Et FastShop, ce fâcheux épisode domestique, il te le fait oublier. Tu gagnes du temps.
Tu tapotes ce dont tu as besoin, en secret au fond du lit, de façon à ce que personne ne vienne rajouter sa liste perso, et hop.

Une fois arrivée sur le parking, décontrastée comme Denise, je vole sur la chaussée avec mon caddie, tout léger.
Et immédiatement, je dégaine Simone.

Sous le regard médusé d'une mamie qui se demande quelle chaîne de télé je peux bien regarder, du jeune à capuche qui se demande dans quel rayon il va pouvoir choper l'angle mort de la vidéosurveillance pour me le barboter, et du chef de rayon qui n'a qu'une envie, choper l'angle mort pour me secouer vite fait.

En position sprint du cycliste, les deux mains collées sur la barre du caddie, enserrant Simone, je biffe de l'index chaque article listé et jeté dans le chariot.

Le geste coordonné, je connais mon itinéraire, le frais à l'entrée, l'hygiène au milieu, le sec à gauche et les conneries en caisse. Dès que je cible de l'oeil l'article voulu, je lâche Simone de la main droite, j'attrape le produit avec la précision d'un vautour dans le foie du buffle encore vivant et je balance. La main à nouveau libre vient préserver Simone de toute attaque sournoise potentielle.

Sauf qu'à force de répéter la chorégraphie pourtant éprouvée, le relâchement et l'excès de confiance font qu'on finit par omettre qu'on est pas seul au monde.
En l'occurrence, des allées, dégagées, certes, mais soutenues par d'énormes piliers en béton armé, lesquelles garantissent la solidité et la stabilité des rayons, et surtout, des têtes de gondole.

Et lorsque comme moi, on a la tête dans le guidon, l'horaire qui avance dangereusement vers le retard et les embouteillages à la sortie, les dents du fond qui baignent des 4 cafés matinaux, et une sainte horreur de la foule, les courses, on a tendance à le faire en délit de grande vitesse.
Si l'on ajoute le nouveau paramètre qui est de ne pas quitter Simone des yeux, au bout d'un moment, le pilier en béton armé, on se le mange.

Cru.
Sans assaisonnement.
Du recul, mais préférant la vie de mon iPhone à la mienne, je laisse le caddie dériver à la rencontre de la tête de gondole qui, comme de par hasard, mettait en promo le SOPALIN.
Au bas mot 100 packs de 3 rouleaux empilés comme un Jenga.
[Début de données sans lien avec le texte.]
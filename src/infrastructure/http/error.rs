//! HTTP Error Handling

use axum::{
    http::StatusCode,
    response::{IntoResponse, Response},
    Json,
};
use serde::Serialize;

use crate::application::ApplicationError;

/// 统一错误响应格式
#[derive(Debug, Serialize)]
pub struct ErrorResponse {
    pub errno: i32,
    pub error: String,
    pub data: Option<()>,
}

impl ErrorResponse {
    pub fn new(errno: i32, error: impl Into<String>) -> Self {
        Self {
            errno,
            error: error.into(),
            data: None,
        }
    }
}

/// 错误码定义
pub mod errno {
    pub const BAD_REQUEST: i32 = 400;
    pub const INTERNAL_ERROR: i32 = 500;
    pub const SERVICE_UNAVAILABLE: i32 = 503;
}

/// API 错误
#[derive(Debug)]
pub enum ApiError {
    BadRequest(String),
    Internal(String),
    /// 外部生成服务不可用
    ServiceUnavailable(String),
}

impl IntoResponse for ApiError {
    fn into_response(self) -> Response {
        let response = match &self {
            ApiError::BadRequest(msg) => {
                tracing::warn!(errno = errno::BAD_REQUEST, error = %msg, "Bad request");
                ErrorResponse::new(errno::BAD_REQUEST, msg.clone())
            }
            ApiError::Internal(msg) => {
                tracing::error!(errno = errno::INTERNAL_ERROR, error = %msg, "Internal server error");
                ErrorResponse::new(errno::INTERNAL_ERROR, msg.clone())
            }
            ApiError::ServiceUnavailable(msg) => {
                tracing::error!(errno = errno::SERVICE_UNAVAILABLE, error = %msg, "Service unavailable");
                ErrorResponse::new(errno::SERVICE_UNAVAILABLE, msg.clone())
            }
        };

        (StatusCode::OK, Json(response)).into_response()
    }
}

impl From<ApplicationError> for ApiError {
    fn from(e: ApplicationError) -> Self {
        match e {
            ApplicationError::ValidationError(msg) => ApiError::BadRequest(msg),
            ApplicationError::GenerationError(err) => ApiError::ServiceUnavailable(err.to_string()),
            ApplicationError::RenderError(err) => ApiError::ServiceUnavailable(err.to_string()),
            ApplicationError::CompositionError(msg) => ApiError::Internal(msg),
            ApplicationError::InternalError(msg) => ApiError::Internal(msg),
        }
    }
}
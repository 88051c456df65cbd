//! 行宽重排
//!
//! 手写渲染前把文本按固定行宽重新折行，保证每行长度可控

/// 默认行宽（字符）
pub const DEFAULT_LINE_LENGTH: usize = 40;

/// 把文本按 `line_length` 折行，返回以 `\n` 连接的结果
///
/// 先把连续空白压缩为单个空格，然后贪心地把单词放入当前行；
/// 放不下时换行。单词本身超过行宽时按行宽强制切开，每段独占一行。
/// 不会丢弃任何非空白字符。
pub fn wrap_lines(text: &str, line_length: usize) -> String {
    let line_length = line_length.max(1);
    let mut lines: Vec<String> = Vec::new();
    let mut current = String::new();
    let mut current_len = 0;

    for word in text.split_whitespace() {
        let word_len = word.chars().count();
        let candidate_len = if current.is_empty() {
            word_len
        } else {
            current_len + 1 + word_len
        };

        if candidate_len <= line_length {
            if !current.is_empty() {
                current.push(' ');
            }
            current.push_str(word);
            current_len = candidate_len;
        } else if !current.is_empty() {
            lines.push(std::mem::take(&mut current));
            if word_len <= line_length {
                current.push_str(word);
                current_len = word_len;
            } else {
                lines.extend(split_word(word, line_length));
                current_len = 0;
            }
        } else {
            lines.extend(split_word(word, line_length));
            current_len = 0;
        }
    }

    if !current.is_empty() {
        lines.push(current);
    }

    lines.join("\n")
}

fn split_word(word: &str, line_length: usize) -> Vec<String> {
    let chars: Vec<char> = word.chars().collect();
    chars
        .chunks(line_length)
        .map(|chunk| chunk.iter().collect())
        .collect()
}
//! 文本分割器
//!
//! 将长文本切分为不超过最大字符数的片段，供手写渲染服务逐段处理。
//! 所有长度均按字符（char）计算。

/// 默认最大字符数
pub const DEFAULT_MAX_CHARS: usize = 200;

/// 句末分隔符（优先）
const PERIOD: char = '。';

/// 逗号分隔符（没有句号时使用）
const COMMA: char = '，';

/// 文本分割配置
#[derive(Debug, Clone)]
pub struct SegmentConfig {
    /// 单个片段最大字符数
    pub max_chars: usize,
}

impl Default for SegmentConfig {
    fn default() -> Self {
        Self {
            max_chars: DEFAULT_MAX_CHARS,
        }
    }
}

/// 在分隔符之后切开，分隔符保留在前一段末尾
///
/// 最后一段可能为空字符串（文本以分隔符结尾时），与拼接还原无冲突
fn split_after(text: &str, delimiter: char) -> Vec<&str> {
    let mut pieces = Vec::new();
    let mut start = 0;

    for (idx, ch) in text.char_indices() {
        if ch == delimiter {
            let end = idx + ch.len_utf8();
            pieces.push(&text[start..end]);
            start = end;
        }
    }
    pieces.push(&text[start..]);

    pieces
}

/// 按固定字符数强制切分
fn force_split(text: &str, max_chars: usize) -> Vec<String> {
    let chars: Vec<char> = text.chars().collect();
    chars
        .chunks(max_chars)
        .map(|chunk| chunk.iter().collect())
        .collect()
}

/// 贪心合并：追加下一段会超过上限时开启新片段
fn accumulate(pieces: &[&str], max_chars: usize) -> Vec<String> {
    let mut segments: Vec<String> = Vec::new();
    let mut current = String::new();
    let mut current_len = 0;

    for piece in pieces {
        let piece_len = piece.chars().count();

        if current_len + piece_len <= max_chars {
            current.push_str(piece);
            current_len += piece_len;
        } else {
            if !current.is_empty() {
                segments.push(std::mem::take(&mut current));
            }
            current.push_str(piece);
            current_len = piece_len;
        }
    }

    if !current.is_empty() {
        segments.push(current);
    }

    segments
}

/// 对文本进行分段
///
/// 分段策略（按优先级）：
/// 1. 文本长度不超过 `max_chars` 时原样返回
/// 2. 按句号 `。` 切分并贪心合并
/// 3. 没有句号时按逗号 `，` 切分并贪心合并
/// 4. 没有任何自然边界时按 `max_chars` 强制切分
/// 5. 合并后仍超长的片段（单句本身超长）再强制切分
///
/// 保证：每个片段不超过 `max_chars`，所有片段按顺序拼接等于原文。
pub fn segment_text(text: &str, config: &SegmentConfig) -> Vec<String> {
    let max_chars = config.max_chars.max(1);

    if text.chars().count() <= max_chars {
        return vec![text.to_string()];
    }

    let mut pieces = split_after(text, PERIOD);
    if pieces.len() <= 1 {
        pieces = split_after(text, COMMA);
    }
    if pieces.len() <= 1 {
        return force_split(text, max_chars);
    }

    accumulate(&pieces, max_chars)
        .into_iter()
        .flat_map(|segment| {
            if segment.chars().count() > max_chars {
                force_split(&segment, max_chars)
            } else {
                vec![segment]
            }
        })
        .collect()
}

#[cfg(test)]
mod tests {
    use super::*;

    fn config(max_chars: usize) -> SegmentConfig {
        SegmentConfig { max_chars }
    }

    fn assert_lossless_and_bounded(text: &str, max_chars: usize) {
        let segments = segment_text(text, &config(max_chars));
        assert_eq!(segments.concat(), text);
        for seg in &segments {
            assert!(
                seg.chars().count() <= max_chars,
                "segment too long: {} ({} chars)",
                seg,
                seg.chars().count()
            );
        }
    }

    #[test]
    fn test_short_text_is_single_segment() {
        assert_eq!(segment_text("short", &config(200)), vec!["short"]);
    }

    #[test]
    fn test_empty_text() {
        assert_eq!(segment_text("", &config(10)), vec![""]);
    }

    #[test]
    fn test_splits_on_period_and_keeps_delimiter() {
        let text = "第一句话。第二句话。第三句话。";
        let segments = segment_text(text, &config(10));

        assert_eq!(segments, vec!["第一句话。第二句话。", "第三句话。"]);
    }

    #[test]
    fn test_falls_back_to_comma() {
        let text = "一二三四，五六七八，九十";
        let segments = segment_text(text, &config(6));

        assert_eq!(segments, vec!["一二三四，", "五六七八，", "九十"]);
    }

    #[test]
    fn test_force_split_without_boundaries() {
        let text = "abcdefghij";
        let segments = segment_text(text, &config(4));

        assert_eq!(segments, vec!["abcd", "efgh", "ij"]);
    }

    #[test]
    fn test_oversized_sentence_is_force_split() {
        let text = "短句。这是一个非常非常长的句子没有逗号。";
        let segments = segment_text(text, &config(5));

        assert_eq!(segments[0], "短句。");
        assert_lossless_and_bounded(text, 5);
    }

    #[test]
    fn test_latin_periods_are_not_boundaries() {
        // 只有全角句号/逗号是自然边界
        let text = "one. two. three. four.";
        let segments = segment_text(text, &config(8));

        assert_eq!(segments.concat(), text);
        assert_eq!(segments[0], "one. two");
    }

    #[test]
    fn test_lossless_and_bounded_for_mixed_inputs() {
        let samples = [
            "今天天气很好。我们去公园散步，看见了很多花。然后回家吃饭。",
            "没有句号但是有逗号，这里，那里，到处都是逗号，真的很多",
            "纯文本没有任何分隔符号的一段很长很长很长很长的文字",
            "混合 mixed text。with ascii，and 中文。",
            "。。。，，，",
        ];

        for text in samples {
            for max_chars in [1, 2, 3, 7, 13, 200] {
                assert_lossless_and_bounded(text, max_chars);
            }
        }
    }

    #[test]
    fn test_zero_max_chars_is_clamped() {
        let segments = segment_text("abc", &config(0));
        assert_eq!(segments, vec!["a", "b", "c"]);
    }

    #[test]
    fn test_default_config() {
        let text = "测".repeat(DEFAULT_MAX_CHARS + 1);
        let segments = segment_text(&text, &SegmentConfig::default());
        assert_eq!(segments.len(), 2);
        assert_eq!(segments[1], "测");
    }
}
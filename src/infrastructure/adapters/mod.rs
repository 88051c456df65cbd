//! Infrastructure Adapters
//!
//! 六边形架构的适配器实现

pub mod completion;
pub mod handwriting;
mod http_support;

#[cfg(test)]
pub(crate) mod test_server;

pub use completion::*;
pub use handwriting::*;
//! Ping / Health Handlers

use axum::{extract::State, Json};
use serde::Serialize;
use std::sync::Arc;

use crate::infrastructure::http::dto::ApiResponse;
use crate::infrastructure::http::state::AppState;

/// Ping 响应
#[derive(Serialize)]
pub struct PingResponse {
    pub status: &'static str,
    pub service: &'static str,
    pub version: &'static str,
}

/// Ping endpoint - 存活检查
pub async fn ping() -> Json<PingResponse> {
    Json(PingResponse {
        status: "ok",
        service: env!("CARGO_PKG_NAME"),
        version: env!("CARGO_PKG_VERSION"),
    })
}

/// 外部服务可用性
#[derive(Debug, Serialize)]
pub struct HealthResponse {
    pub completion: bool,
    pub handwriting: bool,
}

/// 检查补全服务和手写服务是否可达
pub async fn health(State(state): State<Arc<AppState>>) -> Json<ApiResponse<HealthResponse>> {
    let (completion, handwriting) = tokio::join!(
        state.completion_engine.health_check(),
        state.handwriting_renderer.health_check()
    );

    if !completion || !handwriting {
        tracing::warn!(completion, handwriting, "Upstream service unavailable");
    }

    Json(ApiResponse::success(HealthResponse {
        completion,
        handwriting,
    }))
}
C'est la saison des stagiaires, auxquels on confie la lourde tâche de faire du facing. "Allez, vas donc me faire une TG de Sopalin qu'on rigole."

Je ne me plains pas, il m'en fallait justement, du Sopalin.

Pas forcément les 10 packs qui ont atterri dans mon chariot, ni les 90 qui sont tombés à côté, leur blanc immaculé faisant ressortir le pourpre de mes joues.